Bibi itu jelas ia pernah melihatnya di rumah, ia berbeda dari pelayan lainnya karena dari Bona kecil hanya bibi ini yang berbicara ramah dan juga peduli kepadanya. Memberinya makan, memakaikannya baju berbentuk seperti putri dan satu-satunya orang yang menangis saat ia diseret untuk pergi ke America di umur 15 tahun. Bonapun melihat kearah bibi yang berjalan untuk keluar.

"Tidak usah bi, aku sudah bertemu Gavin tadi" Bibi itupun menghentikan langkahnya

"Oh iya benar ini tempat tuan Gavin bekerja bukan? Kalau begitu saya akan mengabari keluarga lainnya terlebih dahulu nyonya" ucap bibi itu seraya keluar dari ruangannya dengan membawa handphone. Bibi itu mengenal Gavin karena dahulu sekali saat Bona masih kecil, satu-satunya teman yang ia punya adalah Gavin. Mereka sering bermain bersama Bibi-Bona-Gavin sebelum bona pergi ke America.

Gavin bisa di bilang berasal dari keluarga yang cukup terpandang. Ayahnya adalah direktur dari rumah sakit yang ia tempati lalu ibunya juga merupakan pelukis terkenal yang memiliki museum berataskan namanya sendiri. Mereka bisa menjadi dekat dan berteman karena ibunya Gavin adalah teman satu kuliah dengan ibu Bona yang juga merupakan pelukis. Hal yang membuat keluarganya berbeda dari keluarga Bona adalah sifat rendah hati.

Meskipun keluarganya cukup terpandang tapi mereka sangatlah rendah hati, tidak memandang status orang lain dan sering membantu orang yang tidak mampu. Sebab itu Bona sangat nyaman dan menghormati keluarga Gavin lebih dari keluarganya sendiri. Pertama kali Gavin dan Bona saat ibu mereka makan bersama dengan harapan anak mereka dapat menjadi teman baik seperti mereka berdua.

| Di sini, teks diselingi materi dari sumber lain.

//! Share Providers
//!
//! `navigator.share` and `navigator.clipboard.writeText` as stages of
//! the core share chain.

use async_trait::async_trait;
use grocery_core::share::{ShareChain, ShareData, ShareMethod, ShareProvider, StageOutcome};
use wasm_bindgen::prelude::*;
use wasm_bindgen::JsCast;

#[wasm_bindgen]
extern "C" {
    #[wasm_bindgen(js_namespace = navigator, js_name = share, catch)]
    async fn navigator_share(data: JsValue) -> Result<JsValue, JsValue>;

    #[wasm_bindgen(js_namespace = ["navigator", "clipboard"], js_name = writeText, catch)]
    async fn clipboard_write_text(text: &str) -> Result<JsValue, JsValue>;
}

/// Whether `navigator[property]` exists
fn navigator_has(property: &str) -> bool {
    let Some(window) = web_sys::window() else {
        return false;
    };
    match js_sys::Reflect::get(&window.navigator(), &JsValue::from_str(property)) {
        Ok(value) => !value.is_undefined() && !value.is_null(),
        Err(_) => false,
    }
}

fn error_name(err: &JsValue) -> Option<String> {
    js_sys::Reflect::get(err, &JsValue::from_str("name"))
        .ok()?
        .as_string()
}

fn describe(err: &JsValue) -> String {
    err.dyn_ref::<js_sys::Error>()
        .map(|e| String::from(e.message()))
        .or_else(|| err.as_string())
        .unwrap_or_else(|| format!("{:?}", err))
}

/// Platform share sheet
pub struct NativeShare;

#[async_trait(?Send)]
impl ShareProvider for NativeShare {
    fn method(&self) -> ShareMethod {
        ShareMethod::Native
    }

    async fn share(&self, data: &ShareData) -> StageOutcome {
        if !navigator_has("share") {
            return StageOutcome::Unavailable;
        }
        let payload = match serde_wasm_bindgen::to_value(data) {
            Ok(payload) => payload,
            Err(e) => return StageOutcome::Failed(format!("Failed to serialize share data: {}", e)),
        };
        match navigator_share(payload).await {
            Ok(_) => StageOutcome::Shared,
            Err(err) if error_name(&err).as_deref() == Some("AbortError") => StageOutcome::Cancelled,
            Err(err) => StageOutcome::Failed(describe(&err)),
        }
    }
}

/// Copies the share text
pub struct ClipboardShare;

#[async_trait(?Send)]
impl ShareProvider for ClipboardShare {
    fn method(&self) -> ShareMethod {
        ShareMethod::Clipboard
    }

    async fn share(&self, data: &ShareData) -> StageOutcome {
        if !navigator_has("clipboard") {
            return StageOutcome::Unavailable;
        }
        match clipboard_write_text(&data.text).await {
            Ok(_) => StageOutcome::Shared,
            Err(err) => StageOutcome::Failed(describe(&err)),
        }
    }
}

pub async fn copy_to_clipboard(text: &str) -> Result<(), String> {
    if !navigator_has("clipboard") {
        return Err("Clipboard is not available".to_string());
    }
    clipboard_write_text(text)
        .await
        .map(|_| ())
        .map_err(|err| describe(&err))
}

/// Native share first, then clipboard, then manual links
pub fn share_chain(page_url: String) -> ShareChain {
    ShareChain::new(page_url)
        .with_provider(NativeShare)
        .with_provider(ClipboardShare)
}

Semenjak ibu Bona meninggal, Ibu Gavin merasa memiliki tanggung jawab kepada Bona yang dimana ia berharap dapat mengisi sedikit rongga yang di tinggalkan oleh ibunya. Mereka menjadi sering bertemu. Ibunya Gavin pun membela dan melindungi Bona seperti putrinya sendiri, walau ia tidak dapat menghalangi Bona untuk pergi ke America tapi Gavin dan ibunya menjadi orang yang sering mengunjunginya selama di America.

Beberapa tahun terakhir ia menjadi jarang bertemu dengan Ibunya Gavin karena Ibunya sibuk mengatur pameran lukisan yang akan diselenggarakan di London. Ibunya baru akan kembali sekitar 3 bulan lagi. Sebab itu Bona merasa lebih kesepian seakan-akan ia dapat menggila. Belakangan ini ia sering mengobati kesepiannya dengan berpesta lalu minum yang berlebihan sampai beberapa kali masuk ke rumah sakit, tentu saja ibunya Gavin tidak tahu karena Bona mengancam Gavin untuk tidak memberi tahu ibunya. Selain ia tidak ingin mengganggu pekerjaan Ibunya Gavin karena mengkhawatirnya, ia juga tidak mau ibu Gavin menatapnya dengan tatapan kecewa melihat dia hancur seperti ini.

Waktu sudah melewati sore hari dan menuju malam. Bibi yang tadi menemaninya seharian juga sudah izin untuk pulang, lebih tepatnya bukan izin tapi Bona yang memaksanya untuk pulang karena bibi itu sudah lumayan tua pasti tidak nyaman untuk tidur disofa rumah sakit. Dengan susah payah ia meyakikan bibi itu untuk meninggalkannya, akhirnya bibi itu menyerah dan berpesan kalau ada apa-apa untuk langsung menghubunginya atau memanggil Gavin yang dijawab hanya anggukan oleh Bona.

Setelah bibi pergi pulang, ruangan itu menjadi gelap dan tidak ada pergerakan apapun selain televisi yang dinyalakan olehnya tapi anehnya ia merasa nyaman dengan suasana ini. Walau terasa sepi tapi masih terdengar suara kendaraan berlalu lalang dan juga terdapat suara pasien lain maupun dokter yang sedang menyapa pasien lain serta berbicara riang di depan kamarnya membuat ruangan ini lebih hidup. Ia juga tidak merasa kesepian seperti di rumah nya yang menyerupai terowongan gelap yang tidak berujung.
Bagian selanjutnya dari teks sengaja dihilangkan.